Exercise description:
Taking the entries below from the top, restate each line exactly and end with the line containing "use tracing::debug;".
___
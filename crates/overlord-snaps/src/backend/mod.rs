//! On-disk effects of snap tasks under a root directory.
//!
//! ```text
//! <root>/snaps/<name>_<rev>.snap   downloaded snap files
//! <root>/snap/<name>/<rev>/        mounted revisions
//! <root>/snap/<name>/current       symlink to the active revision
//! ```
//!
//! Every operation checks what is already on disk before acting, so a task
//! re-run after a crash finds its own partial work and finishes it.

mod link;

use crate::{validate_name, SnapError};
use serde::{Deserialize, Serialize};
use std::fs;
use std::path::{Path, PathBuf};
use tracing::debug;

/// What a snap task operates on. Stored in the task's data.
#[derive(Debug, Clone, PartialEq, Eq, Serialize, Deserialize)]
pub struct SnapSetup {
    pub name: String,
    pub revision: u32,
}

impl SnapSetup {
    pub fn new(name: &str, revision: u32) -> Self {
        Self {
            name: name.to_owned(),
            revision,
        }
    }
}

#[derive(Debug, Clone)]
pub struct LinkBackend {
    root: PathBuf,
}

const MOUNTED_FILE: &str = "snap.bin";

impl LinkBackend {
    pub fn new(root: impl Into<PathBuf>) -> Self {
        Self { root: root.into() }
    }

    #[inline]
    pub fn root(&self) -> &Path {
        &self.root
    }

    #[inline]
    pub fn blobs_dir(&self) -> PathBuf {
        self.root.join("snaps")
    }

    #[inline]
    pub fn blob_path(&self, name: &str, revision: u32) -> PathBuf {
        self.blobs_dir().join(format!("{name}_{revision}.snap"))
    }

    #[inline]
    pub fn snap_dir(&self, name: &str) -> PathBuf {
        self.root.join("snap").join(name)
    }

    #[inline]
    pub fn revision_dir(&self, name: &str, revision: u32) -> PathBuf {
        self.snap_dir(name).join(revision.to_string())
    }

    #[inline]
    pub fn current_link(&self, name: &str) -> PathBuf {
        self.snap_dir(name).join("current")
    }

    pub fn is_mounted(&self, name: &str, revision: u32) -> bool {
        self.revision_dir(name, revision).join(MOUNTED_FILE).is_file()
    }

    /// Unpack the downloaded snap file into its revision directory.
    pub fn mount(&self, setup: &SnapSetup) -> Result<(), SnapError> {
        validate_name(&setup.name)?;
        if setup.revision == 0 {
            return Err(SnapError::UnsetRevision(setup.name.clone()));
        }
        if self.is_mounted(&setup.name, setup.revision) {
            debug!("{} {} already mounted", setup.name, setup.revision);
            return Ok(());
        }
        let blob = self.blob_path(&setup.name, setup.revision);
        if !blob.is_file() {
            return Err(SnapError::MissingBlob(blob));
        }

        let target = self.revision_dir(&setup.name, setup.revision);
        let staging = self
            .snap_dir(&setup.name)
            .join(format!(".{}.partial", setup.revision));
        // Leftovers of an interrupted mount.
        remove_dir_if_exists(&staging)?;
        remove_dir_if_exists(&target)?;
        fs::create_dir_all(&staging)?;
        fs::copy(&blob, staging.join(MOUNTED_FILE))?;
        fs::rename(&staging, &target)?;
        fsync_dir(&self.snap_dir(&setup.name))?;
        debug!("mounted {} {}", setup.name, setup.revision);
        Ok(())
    }

    /// Remove a mounted revision unless it is the active one.
    ///
    /// Returns whether the revision directory is gone afterwards.
    pub fn unmount(&self, setup: &SnapSetup) -> Result<bool, SnapError> {
        if self.current(&setup.name)? == Some(setup.revision) {
            debug!(
                "{} {} is active, leaving it mounted",
                setup.name, setup.revision
            );
            return Ok(false);
        }
        remove_dir_if_exists(&self.revision_dir(&setup.name, setup.revision))?;
        Ok(true)
    }

    /// Delete a revision and, when nothing is left, the snap's directory.
    pub fn discard(&self, setup: &SnapSetup) -> Result<(), SnapError> {
        remove_dir_if_exists(&self.revision_dir(&setup.name, setup.revision))?;
        let blob = self.blob_path(&setup.name, setup.revision);
        match fs::remove_file(&blob) {
            Ok(()) => {}
            Err(e) if e.kind() == std::io::ErrorKind::NotFound => {}
            Err(e) => return Err(e.into()),
        }
        let dir = self.snap_dir(&setup.name);
        if dir.is_dir() && fs::read_dir(&dir)?.next().is_none() {
            fs::remove_dir(&dir)?;
        }
        Ok(())
    }
}

fn remove_dir_if_exists(path: &Path) -> Result<(), SnapError> {
    match fs::remove_dir_all(path) {
        Ok(()) => Ok(()),
        Err(e) if e.kind() == std::io::ErrorKind::NotFound => Ok(()),
        Err(e) => Err(e.into()),
    }
}

fn fsync_dir(dir: &Path) -> Result<(), std::io::Error> {
    fs::File::open(dir)?.sync_all()
}
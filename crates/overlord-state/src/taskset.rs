use crate::document::Document;
use crate::ids::{LaneId, TaskId};
use crate::StateError;
use std::collections::BTreeMap;

/// An ordered group of tasks a planner hands back for one unit of work.
///
/// A task set only holds ids; edge operations go through the [`Document`] so
/// the cycle and staleness checks apply.
#[derive(Debug, Clone, Default, PartialEq, Eq)]
pub struct TaskSet {
    tasks: Vec<TaskId>,
    edges: BTreeMap<String, TaskId>,
}

impl TaskSet {
    pub fn new(tasks: impl IntoIterator<Item = TaskId>) -> Self {
        let mut ts = Self::default();
        for t in tasks {
            ts.add_task(t);
        }
        ts
    }

    pub fn tasks(&self) -> &[TaskId] {
        &self.tasks
    }

    pub fn len(&self) -> usize {
        self.tasks.len()
    }

    pub fn is_empty(&self) -> bool {
        self.tasks.is_empty()
    }

    pub fn contains(&self, task: TaskId) -> bool {
        self.tasks.contains(&task)
    }

    pub fn add_task(&mut self, task: TaskId) {
        if !self.tasks.contains(&task) {
            self.tasks.push(task);
        }
    }

    pub fn add_all(&mut self, other: &TaskSet) {
        for t in &other.tasks {
            self.add_task(*t);
        }
    }

    /// Make every task in the set wait for `prerequisite`.
    pub fn wait_for(&self, doc: &mut Document, prerequisite: TaskId) -> Result<(), StateError> {
        for t in &self.tasks {
            doc.wait_for(*t, prerequisite)?;
        }
        Ok(())
    }

    /// Make every task in the set wait for every task in `other`.
    pub fn wait_all(&self, doc: &mut Document, other: &TaskSet) -> Result<(), StateError> {
        for prerequisite in &other.tasks {
            self.wait_for(doc, *prerequisite)?;
        }
        Ok(())
    }

    pub fn join_lane(&self, doc: &mut Document, lane: LaneId) -> Result<(), StateError> {
        for t in &self.tasks {
            doc.join_lane(*t, lane)?;
        }
        Ok(())
    }

    /// Name a task of the set so later planners can hook onto it.
    pub fn mark_edge(&mut self, task: TaskId, edge: &str) {
        self.edges.insert(edge.to_owned(), task);
    }

    pub fn edge(&self, edge: &str) -> Result<TaskId, StateError> {
        self.maybe_edge(edge)
            .ok_or_else(|| StateError::NoState(format!("task set edge {edge:?}")))
    }

    pub fn maybe_edge(&self, edge: &str) -> Option<TaskId> {
        self.edges.get(edge).copied()
    }

    /// Tasks nothing else in the set waits for.
    pub fn tails(&self, doc: &Document) -> Vec<TaskId> {
        self.tasks
            .iter()
            .copied()
            .filter(|t| {
                doc.task(*t).map_or(true, |task| {
                    !task.halt_tasks().iter().any(|h| self.tasks.contains(h))
                })
            })
            .collect()
    }

    /// Tasks that wait for nothing else in the set.
    pub fn heads(&self, doc: &Document) -> Vec<TaskId> {
        self.tasks
            .iter()
            .copied()
            .filter(|t| {
                doc.task(*t).map_or(true, |task| {
                    !task.wait_tasks().iter().any(|w| self.tasks.contains(w))
                })
            })
            .collect()
    }
}

impl IntoIterator for TaskSet {
    type Item = TaskId;
    type IntoIter = std::vec::IntoIter<TaskId>;

    fn into_iter(self) -> Self::IntoIter {
        self.tasks.into_iter()
    }
}

impl<'a> IntoIterator for &'a TaskSet {
    type Item = &'a TaskId;
    type IntoIter = std::slice::Iter<'a, TaskId>;

    fn into_iter(self) -> Self::IntoIter {
        self.tasks.iter()
    }
}
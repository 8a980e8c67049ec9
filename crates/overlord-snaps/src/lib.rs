//! Snap lifecycle on top of the overlord engine.
//!
//! `plan` turns install and remove requests into task sets, `transaction`
//! decides which lanes they join, `backend` performs the on-disk effects and
//! `handlers` binds the two to task kinds in a `HandlerRegistry`.

pub mod backend;
pub mod handlers;
pub mod plan;
pub mod transaction;

pub use backend::{LinkBackend, SnapSetup};
pub use handlers::register_handlers;
pub use plan::{install, install_many, remove};
pub use transaction::{Flags, Transaction};

use overlord_engine::{EngineError, TaskError};
use overlord_state::StateError;
use std::path::PathBuf;
use thiserror::Error;

#[derive(Debug, Error)]
pub enum SnapError {
    #[error("state error: {0}")]
    State(#[from] StateError),
    #[error("engine error: {0}")]
    Engine(#[from] EngineError),
    #[error("snap I/O error: {0}")]
    Io(#[from] std::io::Error),
    #[error("invalid snap name {0:?}")]
    InvalidName(String),
    #[error("cannot link snap {0:?} with unset revision")]
    UnsetRevision(String),
    #[error("revision {revision} of snap {name:?} is not mounted at {}", .path.display())]
    MissingRevision {
        name: String,
        revision: u32,
        path: PathBuf,
    },
    #[error("cannot find snap file {}", .0.display())]
    MissingBlob(PathBuf),
    #[error("current link of snap {name:?} has unexpected target {target:?}")]
    BadLink { name: String, target: String },
    #[error("snap {0:?} is not installed")]
    NotInstalled(String),
    #[error("cannot specify a lane without setting transaction to \"all-snaps\"")]
    LaneWithoutTransaction,
    #[error("unknown transaction {0:?}")]
    UnknownTransaction(String),
}

impl SnapError {
    /// Failures that may clear up by themselves.
    pub fn is_transient(&self) -> bool {
        matches!(
            self,
            SnapError::Io(e) if matches!(
                e.kind(),
                std::io::ErrorKind::Interrupted
                    | std::io::ErrorKind::TimedOut
                    | std::io::ErrorKind::WouldBlock
            )
        )
    }
}

impl From<SnapError> for TaskError {
    fn from(e: SnapError) -> Self {
        if e.is_transient() {
            TaskError::retry(e.to_string())
        } else {
            TaskError::fatal(e)
        }
    }
}

/// Snap names: lowercase letters, digits and dashes, starting with a letter,
/// no leading, trailing or doubled dash.
pub fn validate_name(name: &str) -> Result<(), SnapError> {
    let valid = !name.is_empty()
        && name.len() <= 40
        && name.starts_with(|c: char| c.is_ascii_lowercase())
        && !name.ends_with('-')
        && !name.contains("--")
        && name
            .chars()
            .all(|c| c.is_ascii_lowercase() || c.is_ascii_digit() || c == '-');
    if valid {
        Ok(())
    } else {
        Err(SnapError::InvalidName(name.to_owned()))
    }
}

#[cfg(test)]
mod tests {
    use super::*;

    #[test]
    fn names_are_validated() {
        for good in ["hello", "core22", "go-lang"] {
            assert!(validate_name(good).is_ok(), "{good}");
        }
        for bad in ["", "Hello", "-x", "x-", "a--b", "../etc", "9lives"] {
            assert!(validate_name(bad).is_err(), "{bad}");
        }
    }

    #[test]
    fn transient_io_errors_retry() {
        let e = SnapError::Io(std::io::Error::from(std::io::ErrorKind::Interrupted));
        assert!(matches!(TaskError::from(e), TaskError::Retry { .. }));
        let e = SnapError::UnsetRevision("foo".to_owned());
        assert_eq!(
            TaskError::from(e),
            TaskError::Fatal("cannot link snap \"foo\" with unset revision".to_owned())
        );
    }
}
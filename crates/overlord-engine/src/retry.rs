use crate::config::RetryConfig;
use std::time::Duration;

/// Exponential backoff with a ceiling.
#[derive(Debug, Clone, PartialEq)]
pub struct RetryPolicy {
    initial: Duration,
    max: Duration,
    multiplier: f64,
    max_attempts: Option<u32>,
}

impl RetryPolicy {
    pub fn new(config: &RetryConfig) -> Self {
        Self {
            initial: Duration::from_millis(config.initial_ms),
            max: Duration::from_millis(config.max_ms),
            multiplier: config.multiplier,
            max_attempts: config.max_attempts,
        }
    }

    /// Delay before retry number `retries` (1-based).
    pub fn delay(&self, retries: u32) -> Duration {
        let exp = retries.saturating_sub(1).min(i32::MAX as u32) as i32;
        let secs = self.initial.as_secs_f64() * self.multiplier.powi(exp);
        if !secs.is_finite() || secs >= self.max.as_secs_f64() {
            return self.max;
        }
        Duration::from_secs_f64(secs)
    }

    /// True once `retries` consecutive retriable failures used up the budget.
    pub fn exhausted(&self, retries: u32) -> bool {
        self.max_attempts.is_some_and(|max| retries > max)
    }
}

impl Default for RetryPolicy {
    fn default() -> Self {
        Self::new(&RetryConfig::default())
    }
}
___
Answer below:
filename crates/overlord-snaps/src/backend/mod.rs
//! On-disk effects of snap tasks under a root directory.
//!
//! ```text
//! <root>/snaps/<name>_<rev>.snap   downloaded snap files
//! <root>/snap/<name>/<rev>/        mounted revisions
//! <root>/snap/<name>/current       symlink to the active revision
//! ```
//!
//! Every operation checks what is already on disk before acting, so a task
//! re-run after a crash finds its own partial work and finishes it.

mod link;

use crate::{validate_name, SnapError};
use serde::{Deserialize, Serialize};
use std::fs;
use std::path::{Path, PathBuf};
use tracing::debug;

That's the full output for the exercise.